● **TASK DIRECTIONS**:
In the material below, find the line containing "pub fn apply_overrides<E: Editable>(entity: &mut" and the line containing "let mut merged", then reproduce exactly both of them and every line between, and nothing else.

----

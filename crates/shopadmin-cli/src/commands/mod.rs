pub mod category;
pub mod order;
pub mod product;
pub mod size;
pub mod stats;
pub mod user;
pub mod version;

use std::fs;
use std::future::Future;
use std::io::{self, BufRead, Read, Write};
use std::path::Path;
use std::sync::Arc;

use anyhow::{Context, Result};
use base64::Engine;
use serde_json::Value;

use shopadmin_core::{
    EditSession, Editable, EntityStore, LoadingTracker, PageRequest, SubmitOutcome,
};

use crate::cli::{OutputFormat, PageArgs};
use crate::client::ApiClient;
use crate::output::{print_change_set, print_success};
use crate::store::CatalogStore;

/// Everything a command needs, resolved once from flags and profile config.
#[derive(Clone)]
pub struct AppContext {
    pub client: Arc<ApiClient>,
    pub loading: LoadingTracker,
    pub format: OutputFormat,
    pub page_size: u32,
}

impl AppContext {
    pub fn new(client: ApiClient, format: OutputFormat, page_size: u32) -> Self {
        Self {
            client: Arc::new(client),
            loading: LoadingTracker::new(),
            format,
            page_size,
        }
    }

    pub fn store(&self) -> Arc<CatalogStore> {
        Arc::new(CatalogStore::new(Arc::clone(&self.client), self.page_size))
    }

    pub fn page(&self, args: &PageArgs) -> PageRequest {
        PageRequest::new(args.page, args.limit.unwrap_or(self.page_size))
    }

    /// Await one backend call with the loading state held until it settles.
    pub async fn track<T>(
        &self,
        operation: &'static str,
        call: impl Future<Output = Result<T>>,
    ) -> Result<T> {
        let _loading = self.loading.begin(operation);
        call.await
    }
}

pub fn read_body(file: &Option<String>) -> Result<Value> {
    let content = match file {
        Some(path) => {
            fs::read_to_string(path).with_context(|| format!("Failed to read file: {path}"))?
        }
        None => {
            let mut buf = String::new();
            io::stdin()
                .read_to_string(&mut buf)
                .context("Failed to read from stdin")?;
            buf
        }
    };
    serde_json::from_str(&content).context("Invalid JSON")
}

/// Read a local image and encode it as a `data:` URL for upload.
pub fn encode_image(path: &str) -> Result<String> {
    let bytes = fs::read(path).with_context(|| format!("Failed to read image: {path}"))?;
    let encoded = base64::engine::general_purpose::STANDARD.encode(bytes);
    Ok(format!("data:{};base64,{encoded}", image_mime(path)))
}

fn image_mime(path: &str) -> &'static str {
    let ext = Path::new(path)
        .extension()
        .and_then(|e| e.to_str())
        .map(str::to_ascii_lowercase);
    match ext.as_deref() {
        Some("png") => "image/png",
        Some("jpg" | "jpeg") => "image/jpeg",
        Some("gif") => "image/gif",
        Some("webp") => "image/webp",
        Some("svg") => "image/svg+xml",
        Some("bmp") => "image/bmp",
        _ => "application/octet-stream",
    }
}

/// Overlay the top-level keys of `overrides` onto the entity. Keys the file
/// leaves out keep their current value.
pub fn apply_overrides<E: Editable>(entity: &mut E, overrides: Value) -> Result<()> {
    let Value::Object(overrides) = overrides else {
        anyhow::bail!("Edit file must contain a JSON object");
    };
    let mut merged = serde_json::to_value(&*entity)?;
    if let Value::Object(fields) = &mut merged {
        fields.extend(overrides);
    }
    *entity = serde_json::from_value(merged)
        .with_context(|| format!("Edit file does not describe a valid {}", E::KIND))?;
    Ok(())
}

pub fn confirm(prompt: &str, assume_yes: bool) -> Result<bool> {
    if assume_yes {
        return Ok(true);
    }
    let stdin = io::stdin();
    confirm_with(&mut stdin.lock(), &mut io::stderr(), prompt)
}

pub fn confirm_with(input: &mut impl BufRead, out: &mut impl Write, prompt: &str) -> Result<bool> {
    write!(out, "{prompt} [y/N] ")?;
    out.flush()?;
    let mut answer = String::new();
    input
        .read_line(&mut answer)
        .context("Failed to read confirmation")?;
    Ok(matches!(answer.trim().to_lowercase().as_str(), "y" | "yes"))
}

/// Submit an edit session, or only print what would be sent on a dry run.
pub async fn finish_edit<E: Editable>(
    ctx: &AppContext,
    session: &mut EditSession<E, CatalogStore>,
    dry_run: bool,
) -> Result<()>
where
    CatalogStore: EntityStore<E>,
{
    let id = session.original()?.id();
    if dry_run {
        let changes = session.pending_changes()?;
        print_change_set(&changes, ctx.format)?;
        session.cancel();
        return Ok(());
    }
    match session.submit().await? {
        SubmitOutcome::Unchanged => {
            print_success(&format!("No changes to {} {id}", E::KIND));
        }
        SubmitOutcome::Applied(changes) => {
            print_success(&format!("Updated {} {id}", E::KIND));
            print_change_set(&changes, ctx.format)?;
        }
    }
    Ok(())
}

----

● **RESPONSE**:
pub fn apply_overrides<E: Editable>(entity: &mut E, overrides: Value) -> Result<()> {
    let Value::Object(overrides) = overrides else {
        anyhow::bail!("Edit file must contain a JSON object");
    };
    let mut merged = serde_json::to_value(&*entity)?;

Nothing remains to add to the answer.